When the rollout of the NDIS commenced in WA in July 2016, there was significant concern about what it would mean for the quality of services and sustainability of disability service providers. This was largely driven by the move away from block funding to a “billable hours” model and one where the prices were significantly below historic prices and indeed, below the cost of service.

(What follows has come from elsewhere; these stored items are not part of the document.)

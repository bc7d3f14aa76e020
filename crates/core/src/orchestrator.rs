//! Composes every module behind a single-slot mutex guarding the
//! `Keystore`, realizing spec §5's concurrency model: an in-flight unlock
//! must never let a concurrent unlock observe a half-written Keystore.

use crate::aad::AadContext;
use crate::autolock::{AutoLockCallback, AutoLockConfig, AutoLockService};
use crate::config::CoreConfig;
use crate::crypto::{KeyMaterial, SecretBytes};
use crate::error::{LockMarkError, Result};
use crate::keys::{self, KdfParams};
use crate::keystore::Keystore;
use crate::lock::{LockMachine, LockPhase, LockState};
use crate::manifest::{self, SealedManifest};
use crate::pin::{self, PinStoreData, PinUnlockOutcome};
use crate::server::ServerClient;
use crate::store::{keys as store_keys, SecureStore};
use crate::wmk::{self, WrappedMasterKey};
use std::sync::Arc;
use time::OffsetDateTime;
use tokio::sync::{Mutex, RwLock};
use tokio::task::spawn_blocking;
use tracing::{info, warn};
use zeroize::Zeroizing;

/// Everything the caller must supply to identify the vault it's unlocking;
/// distinct from the password itself so the password can stay the sole
/// by-value `SecretBytes` argument.
pub struct UnlockContext {
    pub user_id: String,
    pub vault_id: String,
    pub kdf_params: KdfParams,
    pub wrapped_mk: Option<WrappedMasterKey>,
}

pub struct UnlockOutcome {
    pub is_first_unlock: bool,
}

pub struct Orchestrator {
    keystore: Mutex<Option<Keystore>>,
    lock_phase: RwLock<LockPhase>,
    store: Arc<dyn SecureStore>,
    server: Arc<dyn ServerClient>,
    config: CoreConfig,
}
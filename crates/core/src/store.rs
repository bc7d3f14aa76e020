//! The secure local key-value storage boundary (spec §6.5). This crate
//! never decides how bytes reach disk/extension storage/keychain — it only
//! asks for them back by key.

use crate::error::StoreError;
use async_trait::async_trait;
use std::collections::HashMap;
use std::sync::Arc;
use tokio::sync::RwLock;

/// The five keys this crate reads/writes, named so callers don't have to
/// guess at string literals scattered through the orchestrator.
pub mod keys {
    pub const KEYSTORE: &str = "keystore";
    pub const PIN_STORE: &str = "pin_store";
    pub const LOCK_STATE: &str = "lock_state";
    pub const IS_SOFT_LOCKED: &str = "is_locked";
    pub const SESSION: &str = "session";
}

#[async_trait]
pub trait SecureStore: Send + Sync {
    async fn get(&self, key: &str) -> Result<Option<Vec<u8>>, StoreError>;
    async fn set(&self, key: &str, value: Vec<u8>) -> Result<(), StoreError>;
    async fn delete(&self, key: &str) -> Result<(), StoreError>;
}

/// Reference implementation for tests and embedding examples. Not durable
/// across process restarts by design — a real platform backend is expected
/// to supply its own.
#[derive(Default)]
pub struct InMemorySecureStore {
    data: Arc<RwLock<HashMap<String, Vec<u8>>>>,
}

impl InMemorySecureStore {
    #[must_use]
    pub fn new() -> Self {
        Self::default()
    }
}

#[async_trait]
impl SecureStore for InMemorySecureStore {
    async fn get(&self, key: &str) -> Result<Option<Vec<u8>>, StoreError> {
        Ok(self.data.read().await.get(key).cloned())
    }

    async fn set(&self, key: &str, value: Vec<u8>) -> Result<(), StoreError> {
        self.data.write().await.insert(key.to_string(), value);
        Ok(())
    }

    async fn delete(&self, key: &str) -> Result<(), StoreError> {
        self.data.write().await.remove(key);
        Ok(())
    }
}

#[cfg(test)]
mod tests {
    use super::*;

    #[tokio::test]
    async fn set_then_get_roundtrips() {
        let store = InMemorySecureStore::new();
        store.set(keys::KEYSTORE, b"hello".to_vec()).await.unwrap();
        assert_eq!(store.get(keys::KEYSTORE).await.unwrap(), Some(b"hello".to_vec()));
    }

    #[tokio::test]
    async fn get_on_missing_key_is_none() {
        let store = InMemorySecureStore::new();
        assert_eq!(store.get(keys::PIN_STORE).await.unwrap(), None);
    }

    #[tokio::test]
    async fn delete_removes_the_value() {
        let store = InMemorySecureStore::new();
        store.set(keys::SESSION, b"token".to_vec()).await.unwrap();
        store.delete(keys::SESSION).await.unwrap();
        assert_eq!(store.get(keys::SESSION).await.unwrap(), None);
    }
}
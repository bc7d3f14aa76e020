//! Wrapped Master Key codec and wrap/unwrap protocol.
//!
//! Wire layout: `base64(nonce(24) ‖ ciphertext ‖ tag(16))`. The AEAD tag is
//! the only integrity check — there is no separate HMAC verifier, unlike
//! the teacher's `wrap_vault_key`: a tag failure here directly means "wrong
//! password or corrupted blob", which is exactly the ambiguity spec §4.3
//! asks for (`WrongPassword`, "indistinguishable from a corrupted blob").

use crate::aad::{AadContext, Label};
use crate::crypto::{self, KeyMaterial, NONCE_LEN, TAG_LEN};
use crate::error::{LockMarkError, Result};
use base64::Engine as _;
use base64::engine::general_purpose::STANDARD as BASE64;
use serde::{Deserialize, Serialize};

#[derive(Debug, Clone, Serialize, Deserialize)]
pub struct WrappedMasterKey {
    pub nonce: Vec<u8>,
    pub ciphertext: Vec<u8>,
}

impl WrappedMasterKey {
    #[must_use]
    pub fn to_base64(&self) -> String {
        let mut buf = Vec::with_capacity(self.nonce.len() + self.ciphertext.len());
        buf.extend_from_slice(&self.nonce);
        buf.extend_from_slice(&self.ciphertext);
        BASE64.encode(buf)
    }

    pub fn from_base64(s: &str) -> Result<Self> {
        let raw = BASE64
            .decode(s)
            .map_err(|e| LockMarkError::Malformed(format!("invalid base64: {e}")))?;
        if raw.len() < NONCE_LEN + TAG_LEN {
            return Err(LockMarkError::Malformed("wrapped master key too short".into()));
        }
        let (nonce, ciphertext) = raw.split_at(NONCE_LEN);
        Ok(Self {
            nonce: nonce.to_vec(),
            ciphertext: ciphertext.to_vec(),
        })
    }
}

/// First-unlock only: draws a fresh master key, wraps it under `uek`.
pub fn wrap_master_key(uek: &KeyMaterial, mk: &KeyMaterial, aad: &AadContext) -> Result<WrappedMasterKey> {
    let aad_bytes = aad.compute(Label::WmkV1);
    let (nonce, ciphertext) = crypto::aead_seal(uek, &aad_bytes, mk.as_bytes())?;
    Ok(WrappedMasterKey { nonce, ciphertext })
}

/// Unwraps a previously wrapped master key. A tag mismatch (wrong password,
/// wrong `(user_id, vault_id)`, or a corrupted blob) surfaces as
/// `WrongPassword`, never as a distinguishable AEAD error.
pub fn unwrap_master_key(
    uek: &KeyMaterial,
    wrapped: &WrappedMasterKey,
    aad: &AadContext,
) -> Result<KeyMaterial> {
    if wrapped.nonce.len() != NONCE_LEN || wrapped.ciphertext.len() < TAG_LEN {
        return Err(LockMarkError::Malformed("wrapped master key has invalid shape".into()));
    }
    let aad_bytes = aad.compute(Label::WmkV1);
    let plaintext = crypto::aead_open(uek, &wrapped.nonce, &aad_bytes, &wrapped.ciphertext)
        .map_err(|_| LockMarkError::WrongPassword)?;
    if plaintext.len() != crypto::KEY_LEN {
        return Err(LockMarkError::Malformed("unwrapped master key has wrong length".into()));
    }
    let mut mk = [0u8; crypto::KEY_LEN];
    mk.copy_from_slice(&plaintext);
    Ok(KeyMaterial(mk))
}
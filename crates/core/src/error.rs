//! Error kinds surfaced by the LockMark core.
//!
//! Every failure mode named in the design is its own variant — `AuthFail`
//! from the AEAD layer never escapes this crate directly; callers in
//! `wmk.rs`, `pin.rs` and `manifest.rs` translate it into the domain error
//! appropriate for that boundary so a tag mismatch can't be distinguished
//! from, say, a malformed blob by an external observer.

use thiserror::Error;

pub type Result<T> = std::result::Result<T, LockMarkError>;

#[derive(Debug, Error)]
pub enum LockMarkError {
    #[error("wrong password")]
    WrongPassword,

    #[error("wrong pin")]
    WrongPin,

    #[error("vault is hard-locked")]
    HardLocked,

    #[error("pin quick-unlock is not configured")]
    NotConfigured,

    #[error("master key generated but upload to server failed")]
    WmkUploadFailed { is_first_unlock: bool },

    #[error("malformed data: {0}")]
    Malformed(String),

    #[error("local storage unavailable: {0}")]
    StorageUnavailable(String),

    #[error("session expired")]
    SessionExpired,

    #[error("internal error: {0}")]
    Internal(String),
}

impl LockMarkError {
    /// The single neutral message an extension UI should show for a failed
    /// unlock, so that `WrongPassword` and `Malformed` are indistinguishable
    /// to whoever is looking at the screen (resists oracle attacks).
    #[must_use]
    pub fn user_message(&self) -> &'static str {
        match self {
            Self::WrongPassword | Self::Malformed(_) => "Invalid or expired credentials",
            Self::WrongPin => "Incorrect PIN",
            Self::HardLocked => "Too many failed attempts. Enter your password to continue.",
            Self::NotConfigured => "PIN quick-unlock is not set up",
            Self::WmkUploadFailed { .. } => "Unlocked, but syncing with the server failed",
            Self::StorageUnavailable(_) => "Local storage is unavailable",
            Self::SessionExpired => "Your session has expired. Please sign in again.",
            Self::Internal(_) => "Something went wrong",
        }
    }
}

/// Internal AEAD/KDF failures, never exposed outside this crate.
#[derive(Debug, Error)]
pub(crate) enum CryptoError {
    #[error("authentication failed")]
    AuthFail,
    #[error("invalid kdf parameters: {0}")]
    KdfFail(String),
    #[error("csprng unavailable: {0}")]
    RngFail(String),
}

impl From<CryptoError> for LockMarkError {
    fn from(err: CryptoError) -> Self {
        match err {
            CryptoError::AuthFail => LockMarkError::Malformed("authentication failed".into()),
            CryptoError::KdfFail(msg) => LockMarkError::Internal(format!("kdf: {msg}")),
            CryptoError::RngFail(msg) => LockMarkError::Internal(format!("rng: {msg}")),
        }
    }
}

#[derive(Debug, Error)]
pub enum StoreError {
    #[error("local storage unavailable: {0}")]
    Unavailable(String),
    #[error("serialization error: {0}")]
    Codec(String),
}

impl From<StoreError> for LockMarkError {
    fn from(err: StoreError) -> Self {
        match err {
            StoreError::Unavailable(msg) => LockMarkError::StorageUnavailable(msg),
            StoreError::Codec(msg) => LockMarkError::Malformed(msg),
        }
    }
}

#[derive(Debug, Error)]
pub enum ServerError {
    #[error("request failed: {0}")]
    Transport(String),
    #[error("unauthorized")]
    Unauthorized,
    #[error("server rejected the request: {0}")]
    Rejected(String),
}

Intelife, which now has 480 NDIS customers and employs 530 staff, 170 of whom have a disability, is now in a financially stronger position than it was six years ago when we switched to a commercial model.

Financial sustainability, however, remains the key concern, because the NDIS is unsustainable in its current form. Federal and State governments will spend $39.8 billion on the NDIS in 2023-24 and the cost is forecast to grow to $50 billion by 2026. This is to support approximately 500,000 people. By comparison, Medicare benefits more than 20 million Australians and has a forecast cost of $35.5 billion in 2026.

The growth in the cost of the scheme and the fact that it is increasing at a far faster rate than Medicare will need to be addressed. It may not be in the current term of government but it will be tackled at some point. The only certainty is that NDIS faces an uncertain future with lots of change. For the disability sector, it is a possible black swan event.

As I leave my CEO role at Intelife, I leave the organisation with a focus on reducing our exposure to NDIS even further. We will always support people with NDIS plans and support more moving forward, but NDIS income must be a smaller percentage of our overall income to de-risk us to the changes we anticipate will be required.

The stark reality is that without profit you cannot deliver your purpose. The only way to ensure you can deliver your purpose on an ongoing basis is to ensure you have the cash flow and balance sheet to fund it. With the risk of significant change in NDIS, relying on government funds in perpetuity is, I’d suggest, a high-risk strategy. The key to longevity in a not-for-profit organisation is to run it as you would any business. Bank on the NDIS at your peril.

Steve Edgar was CEO of Intelife Group.